● Exercise instructions: Which lines of the data contain the string "ToSchema"? Copy every one of them.

● Supplied records:
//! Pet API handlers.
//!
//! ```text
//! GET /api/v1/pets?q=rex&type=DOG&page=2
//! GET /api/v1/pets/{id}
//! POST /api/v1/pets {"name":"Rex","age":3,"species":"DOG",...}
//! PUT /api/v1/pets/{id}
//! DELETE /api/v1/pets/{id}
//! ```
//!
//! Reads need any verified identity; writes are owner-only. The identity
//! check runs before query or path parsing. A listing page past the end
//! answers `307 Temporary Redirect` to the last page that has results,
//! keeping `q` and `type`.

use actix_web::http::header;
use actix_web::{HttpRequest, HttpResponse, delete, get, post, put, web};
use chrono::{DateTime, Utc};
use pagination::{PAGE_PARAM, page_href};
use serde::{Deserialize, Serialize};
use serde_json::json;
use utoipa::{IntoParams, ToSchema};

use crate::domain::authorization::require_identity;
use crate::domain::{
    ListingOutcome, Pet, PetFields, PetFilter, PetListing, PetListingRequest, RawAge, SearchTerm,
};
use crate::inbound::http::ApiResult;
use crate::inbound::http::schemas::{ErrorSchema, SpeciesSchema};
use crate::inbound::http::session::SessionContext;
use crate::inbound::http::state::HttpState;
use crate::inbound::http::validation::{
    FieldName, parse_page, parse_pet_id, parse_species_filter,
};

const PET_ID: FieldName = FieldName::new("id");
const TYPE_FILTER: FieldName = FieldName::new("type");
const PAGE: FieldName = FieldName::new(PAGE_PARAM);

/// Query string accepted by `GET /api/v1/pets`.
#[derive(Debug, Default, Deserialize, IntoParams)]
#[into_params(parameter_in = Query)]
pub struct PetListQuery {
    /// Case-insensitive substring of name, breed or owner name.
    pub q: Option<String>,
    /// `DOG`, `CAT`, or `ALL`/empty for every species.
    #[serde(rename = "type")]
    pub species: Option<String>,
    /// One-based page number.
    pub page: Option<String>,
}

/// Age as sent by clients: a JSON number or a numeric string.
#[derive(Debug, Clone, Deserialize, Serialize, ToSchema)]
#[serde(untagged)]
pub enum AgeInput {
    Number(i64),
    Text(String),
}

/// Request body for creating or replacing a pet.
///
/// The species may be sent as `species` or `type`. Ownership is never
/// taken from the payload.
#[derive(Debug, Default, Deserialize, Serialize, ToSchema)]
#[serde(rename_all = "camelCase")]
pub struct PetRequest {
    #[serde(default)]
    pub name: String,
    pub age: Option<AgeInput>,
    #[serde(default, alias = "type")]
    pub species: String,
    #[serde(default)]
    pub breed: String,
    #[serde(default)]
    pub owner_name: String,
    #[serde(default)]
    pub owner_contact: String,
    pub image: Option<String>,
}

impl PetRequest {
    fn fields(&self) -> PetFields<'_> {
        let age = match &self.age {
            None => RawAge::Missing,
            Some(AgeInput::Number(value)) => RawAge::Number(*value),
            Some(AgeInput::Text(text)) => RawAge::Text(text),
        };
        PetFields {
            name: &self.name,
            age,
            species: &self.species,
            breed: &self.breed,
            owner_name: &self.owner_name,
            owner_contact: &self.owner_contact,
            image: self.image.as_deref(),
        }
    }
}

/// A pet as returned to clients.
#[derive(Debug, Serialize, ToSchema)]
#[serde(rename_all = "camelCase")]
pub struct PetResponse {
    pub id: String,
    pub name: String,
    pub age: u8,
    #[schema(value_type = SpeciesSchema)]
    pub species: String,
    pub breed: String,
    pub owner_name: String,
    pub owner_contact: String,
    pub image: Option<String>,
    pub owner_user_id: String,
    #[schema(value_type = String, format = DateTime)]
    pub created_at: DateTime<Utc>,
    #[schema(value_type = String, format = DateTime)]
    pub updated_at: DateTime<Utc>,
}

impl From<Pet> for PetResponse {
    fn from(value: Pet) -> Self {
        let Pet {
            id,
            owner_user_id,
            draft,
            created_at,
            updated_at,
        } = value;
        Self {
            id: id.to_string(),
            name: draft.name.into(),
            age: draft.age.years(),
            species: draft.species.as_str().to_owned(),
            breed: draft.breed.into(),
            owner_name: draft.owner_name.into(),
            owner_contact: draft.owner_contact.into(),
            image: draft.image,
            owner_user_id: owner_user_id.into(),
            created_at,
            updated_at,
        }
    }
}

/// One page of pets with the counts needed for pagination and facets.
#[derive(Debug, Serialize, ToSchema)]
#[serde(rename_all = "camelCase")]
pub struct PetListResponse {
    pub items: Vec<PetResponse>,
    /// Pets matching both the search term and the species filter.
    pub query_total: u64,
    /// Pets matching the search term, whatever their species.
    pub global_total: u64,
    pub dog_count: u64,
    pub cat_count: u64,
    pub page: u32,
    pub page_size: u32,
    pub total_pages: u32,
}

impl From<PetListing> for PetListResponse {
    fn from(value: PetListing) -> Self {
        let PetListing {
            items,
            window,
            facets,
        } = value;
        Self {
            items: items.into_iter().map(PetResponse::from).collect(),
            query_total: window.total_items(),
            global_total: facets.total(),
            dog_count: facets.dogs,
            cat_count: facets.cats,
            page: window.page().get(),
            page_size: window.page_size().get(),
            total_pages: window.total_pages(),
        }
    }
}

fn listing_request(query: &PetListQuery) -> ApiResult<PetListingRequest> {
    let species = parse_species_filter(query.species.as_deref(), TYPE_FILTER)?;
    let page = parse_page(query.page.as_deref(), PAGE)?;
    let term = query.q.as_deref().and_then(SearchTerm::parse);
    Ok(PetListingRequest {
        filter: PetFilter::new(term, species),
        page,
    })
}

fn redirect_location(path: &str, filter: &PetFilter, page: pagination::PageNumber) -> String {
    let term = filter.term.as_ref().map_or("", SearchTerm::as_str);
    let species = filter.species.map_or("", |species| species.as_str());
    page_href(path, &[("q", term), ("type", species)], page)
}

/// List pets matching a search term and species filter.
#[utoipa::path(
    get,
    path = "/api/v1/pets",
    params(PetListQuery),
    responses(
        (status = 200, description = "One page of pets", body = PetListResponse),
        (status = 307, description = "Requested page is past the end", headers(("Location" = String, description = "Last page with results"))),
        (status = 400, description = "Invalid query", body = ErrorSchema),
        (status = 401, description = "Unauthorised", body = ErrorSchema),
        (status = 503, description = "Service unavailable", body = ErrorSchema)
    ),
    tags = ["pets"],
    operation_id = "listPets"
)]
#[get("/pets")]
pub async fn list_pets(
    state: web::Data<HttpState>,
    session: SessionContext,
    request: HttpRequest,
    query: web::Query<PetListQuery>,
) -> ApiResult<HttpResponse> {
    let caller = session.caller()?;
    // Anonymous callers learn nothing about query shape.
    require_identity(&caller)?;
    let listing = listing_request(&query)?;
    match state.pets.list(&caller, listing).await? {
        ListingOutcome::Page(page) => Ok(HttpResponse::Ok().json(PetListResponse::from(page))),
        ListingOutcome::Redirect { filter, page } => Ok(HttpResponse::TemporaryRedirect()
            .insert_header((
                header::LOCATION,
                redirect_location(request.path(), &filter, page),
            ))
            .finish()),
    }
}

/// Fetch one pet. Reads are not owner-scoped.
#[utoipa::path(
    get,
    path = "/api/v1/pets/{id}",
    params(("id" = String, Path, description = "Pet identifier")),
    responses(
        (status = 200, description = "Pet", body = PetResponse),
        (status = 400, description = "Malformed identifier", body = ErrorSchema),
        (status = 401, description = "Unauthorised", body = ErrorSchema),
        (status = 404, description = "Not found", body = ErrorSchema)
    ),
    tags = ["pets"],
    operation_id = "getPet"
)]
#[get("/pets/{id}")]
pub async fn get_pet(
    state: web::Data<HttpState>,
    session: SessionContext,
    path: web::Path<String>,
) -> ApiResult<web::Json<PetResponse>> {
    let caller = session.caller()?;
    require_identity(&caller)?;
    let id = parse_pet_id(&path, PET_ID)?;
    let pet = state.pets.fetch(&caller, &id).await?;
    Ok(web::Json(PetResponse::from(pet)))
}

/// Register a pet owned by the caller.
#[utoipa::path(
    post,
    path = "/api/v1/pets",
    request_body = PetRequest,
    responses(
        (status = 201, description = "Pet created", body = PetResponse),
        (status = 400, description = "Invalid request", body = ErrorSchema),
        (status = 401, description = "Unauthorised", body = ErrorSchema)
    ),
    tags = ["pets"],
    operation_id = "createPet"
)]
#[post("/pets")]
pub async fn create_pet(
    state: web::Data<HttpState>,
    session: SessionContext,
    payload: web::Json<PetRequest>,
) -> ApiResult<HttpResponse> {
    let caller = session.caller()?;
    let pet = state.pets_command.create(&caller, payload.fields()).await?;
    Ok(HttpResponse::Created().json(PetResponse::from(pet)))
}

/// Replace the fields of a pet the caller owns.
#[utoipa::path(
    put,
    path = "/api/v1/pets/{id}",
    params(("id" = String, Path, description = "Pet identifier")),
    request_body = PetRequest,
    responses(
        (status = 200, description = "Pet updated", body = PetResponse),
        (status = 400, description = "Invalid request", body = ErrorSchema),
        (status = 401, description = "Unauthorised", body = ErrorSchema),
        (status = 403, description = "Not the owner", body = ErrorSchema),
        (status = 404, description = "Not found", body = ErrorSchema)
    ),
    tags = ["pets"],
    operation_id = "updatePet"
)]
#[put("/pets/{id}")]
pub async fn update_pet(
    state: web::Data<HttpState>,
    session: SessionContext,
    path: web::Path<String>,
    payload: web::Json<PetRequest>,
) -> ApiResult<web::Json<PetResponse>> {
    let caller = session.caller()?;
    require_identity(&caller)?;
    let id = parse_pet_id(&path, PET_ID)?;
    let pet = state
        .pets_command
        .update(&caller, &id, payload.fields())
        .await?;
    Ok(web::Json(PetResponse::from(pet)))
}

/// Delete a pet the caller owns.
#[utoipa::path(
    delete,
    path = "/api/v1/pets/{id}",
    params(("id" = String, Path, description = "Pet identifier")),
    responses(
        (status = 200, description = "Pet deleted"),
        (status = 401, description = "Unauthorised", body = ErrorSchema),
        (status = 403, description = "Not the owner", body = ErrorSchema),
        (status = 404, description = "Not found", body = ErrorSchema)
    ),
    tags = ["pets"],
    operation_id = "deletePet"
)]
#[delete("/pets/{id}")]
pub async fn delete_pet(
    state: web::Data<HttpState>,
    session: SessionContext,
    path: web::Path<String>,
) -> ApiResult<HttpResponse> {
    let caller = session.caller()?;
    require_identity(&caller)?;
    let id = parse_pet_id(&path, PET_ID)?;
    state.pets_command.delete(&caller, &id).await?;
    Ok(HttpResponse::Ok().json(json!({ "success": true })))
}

● Answer to this problem:
use utoipa::{IntoParams, ToSchema};
#[derive(Debug, Clone, Deserialize, Serialize, ToSchema)]
#[derive(Debug, Default, Deserialize, Serialize, ToSchema)]
#[derive(Debug, Serialize, ToSchema)]
#[derive(Debug, Serialize, ToSchema)]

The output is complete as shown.